Je me trouvais au coin de Grove et Baldwyn, à quelques minutes du bar où je prenais un café l’après-midi, quand ils m’arrêtèrent. Deux garçons, en strict costume sombre, avec de grands chapeaux qui protégeaient leur visage du soleil.
Ils voulaient que j’allume une bougie.
Mais pas simplement une bougie. Ils voulaient que je l’allume pour D.ieu. Pour changer le monde. Pour le mener vers la perfection. Je me demandai au fond de moi s’ils n’allaient pas bientôt m’annoncer que cela me rendrait riche.
Je refusai.

Je cherchais à donner un sens à ma vie. J’avais compris que l’argent n’était pas la clé. J’avais besoin de plus que cela. M’engager dans un idéal, une carrière. Me sentir utile. Avoir un cercle d’amis, influencer le cours de la vie de quelqu’un. Et j’avais obtenu tout cela mais ce n’était pas suffisant.
Ce jour-là, je savais que j’avais besoin de plus que cela. J’étais prête à m’investir davantage dans l’humanitaire. Mais pas pour D.ieu.
Je n’ai pas besoin de D.ieu dans ma vie.
Je vis dans ce monde, pas dans le nirvana. Je n’ai pas besoin de rites, de cultes répétitifs pour donner de la couleur à mon monde.
J’avais besoin de donner du sens à ma vie. Et j’ai donc refusé.

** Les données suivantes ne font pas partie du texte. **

//! Output formatting: table, JSON, YAML, plain.
//!
//! Renders data in the format selected by `--output`. Table uses `tabled`,
//! structured formats use serde, plain emits one identifier per line.

use std::io::{self, IsTerminal, Write};

use owo_colors::OwoColorize;
use tabled::{Table, Tabled, settings::Style};

use crate::cli::{ColorMode, OutputFormat};
use crate::error::CliError;

// ── Color helpers ────────────────────────────────────────────────────

/// Determine whether color output should be enabled.
pub fn should_color(mode: &ColorMode) -> bool {
    match mode {
        ColorMode::Always => true,
        ColorMode::Never => false,
        ColorMode::Auto => io::stdout().is_terminal() && std::env::var("NO_COLOR").is_err(),
    }
}

/// Green for up/on/yes, red for down/off/no, unchanged otherwise.
pub fn paint_state(value: &str, color: bool) -> String {
    if !color {
        return value.to_owned();
    }
    match value {
        "up" | "on" | "yes" | "true" | "enabled" | "connected" | "permit" => {
            value.green().to_string()
        }
        "down" | "off" | "no" | "false" | "disabled" | "deny" => value.red().to_string(),
        _ => value.to_owned(),
    }
}

// ── Render dispatchers ───────────────────────────────────────────────

/// Render a list of serde-serializable + tabled items in the chosen format.
///
/// - `table`: uses the `Tabled` derive to build a pretty table
/// - `json` / `json-compact`: serializes the original data via serde
/// - `yaml`: serializes via serde_yaml
/// - `plain`: calls `id_fn` on each item to emit one identifier per line
pub fn render_list<T, R>(
    format: &OutputFormat,
    data: &[T],
    to_row: impl Fn(&T) -> R,
    id_fn: impl Fn(&T) -> String,
) -> Result<String, CliError>
where
    T: serde::Serialize,
    R: Tabled,
{
    match format {
        OutputFormat::Table => {
            let rows: Vec<R> = data.iter().map(to_row).collect();
            Ok(render_table(&rows))
        }
        OutputFormat::Json => render_json(data, false),
        OutputFormat::JsonCompact => render_json(data, true),
        OutputFormat::Yaml => render_yaml(data),
        OutputFormat::Plain => Ok(data.iter().map(&id_fn).collect::<Vec<_>>().join("\n")),
    }
}

/// Render a single serde-serializable item in the chosen format.
///
/// Table rendering uses a custom `detail_fn` that returns a pre-formatted string,
/// since single-item detail views don't use `Tabled` derive.
pub fn render_single<T>(
    format: &OutputFormat,
    data: &T,
    detail_fn: impl Fn(&T) -> String,
    id_fn: impl Fn(&T) -> String,
) -> Result<String, CliError>
where
    T: serde::Serialize + ?Sized,
{
    match format {
        OutputFormat::Table => Ok(detail_fn(data)),
        OutputFormat::Json => render_json(data, false),
        OutputFormat::JsonCompact => render_json(data, true),
        OutputFormat::Yaml => render_yaml(data),
        OutputFormat::Plain => Ok(id_fn(data)),
    }
}

/// Print the rendered output to stdout, respecting quiet mode.
pub fn print_output(output: &str, quiet: bool) {
    if quiet || output.is_empty() {
        return;
    }
    let mut stdout = io::stdout().lock();
    let _ = writeln!(stdout, "{output}");
}

/// `label:  value` lines with the labels padded to one column.
pub fn detail_lines(pairs: &[(&str, String)]) -> String {
    let width = pairs.iter().map(|(label, _)| label.len()).max().unwrap_or(0) + 1;
    pairs
        .iter()
        .map(|(label, value)| format!("{:<width$} {value}", format!("{label}:")))
        .collect::<Vec<_>>()
        .join("\n")
}

// ── Format-specific renderers ────────────────────────────────────────

fn render_table<R: Tabled>(rows: &[R]) -> String {
    Table::new(rows).with(Style::rounded()).to_string()
}

fn render_json<T: serde::Serialize + ?Sized>(data: &T, compact: bool) -> Result<String, CliError> {
    let rendered = if compact {
        serde_json::to_string(data)?
    } else {
        serde_json::to_string_pretty(data)?
    };
    Ok(rendered)
}

fn render_yaml<T: serde::Serialize + ?Sized>(data: &T) -> Result<String, CliError> {
    Ok(serde_yaml::to_string(data)?)
}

Des semaines plus tard, ils m’arrêtèrent à nouveau.
Cette fois, ils portaient des branches et un fruit qui ressemblait à un gros citron. Ils voulaient que je les secoue ensemble, dans toutes les directions. Pour D.ieu. Pour la paix dans le monde. Pour l’unité. Quelle façon ridicule d’éviter de considérer la réalité en face !
J’ai dit non.
Mais le lendemain, j’ai dit oui.

J’avais réfléchi : quel mal peut résulter d’un peu de culture étrangère ? J’ai donc secoué les branches et le fruit. Et je n’ai vu ni éclairs ni vision de D.ieu, je n’ai ressenti aucune extase du devoir accompli. Comme je m’y attendais d’ailleurs.
Mais plus tard, dans la soirée, il se passa quelque chose. Rien de grand, rien que je puisse toucher du doigt. Juste une légère satisfaction d’avoir bien agi.
Alors le lendemain, je secouai à nouveau leurs plantes. Je répétai ces syllabes étranges qu’ils me dictaient. Mais non plus pour la paix dans le monde. Juste pour ressentir encore cette sensation fugitive.

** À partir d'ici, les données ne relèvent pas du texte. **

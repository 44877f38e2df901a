// ── USB ports ──

use serde::{Deserialize, Serialize};

/// A USB port from `show rc system usb`.
#[derive(Debug, Clone, Copy, PartialEq, Eq, Serialize, Deserialize)]
pub struct UsbPort {
    /// 1-based port number.
    pub port: u32,
    /// Powered unless the running config shuts the port down.
    pub powered: bool,
}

Maintenant, j’allume les bougies chaque vendredi après-midi. J’ai arrêté de verser du lait dans la sauce de mon poulet royal. Je lis chaque jour des mots de louanges dans un petit livre. Pour D.ieu.
Qu’est-ce qui a changé ?
Aussi étrange que cela puisse sembler, cela n’a pas changé mes activités ordinaires. Je poursuis toujours ma carrière. Je continue de voir mes amis. Je suis encore bénévole dans l’abri pour femmes seules de ma ville. Mais il y a plus.
Rien n’a changé. Rien n’a changé dans mon monde à cinq dimensions.
Mais j’ai découvert une sixième dimension dont j’ignorais jusqu’à l’existence.
Je n’y aurais jamais cru si on m’en avait parlé. Lire à ce propos ne m’aurait pas ébranlée. Les sons ne peuvent être compris que dans un contexte d’autres sons.
Ce n’est qu’une fois que j’eus secoué ces végétaux que je pouvais comprendre cette dimension.
Et je ne pouvais en ressentir l’existence qu’une fois que je m’étais engagée à agir dans ce sens.
Ces jeunes garçons auraient pu passer des heures à me l’expliquer, mais cela n’aurait eu aucun impact. Il fallait que j’agisse moi-même.
Et maintenant je sais pourquoi, Souccot, ils m’ont arrêtée dans la rue.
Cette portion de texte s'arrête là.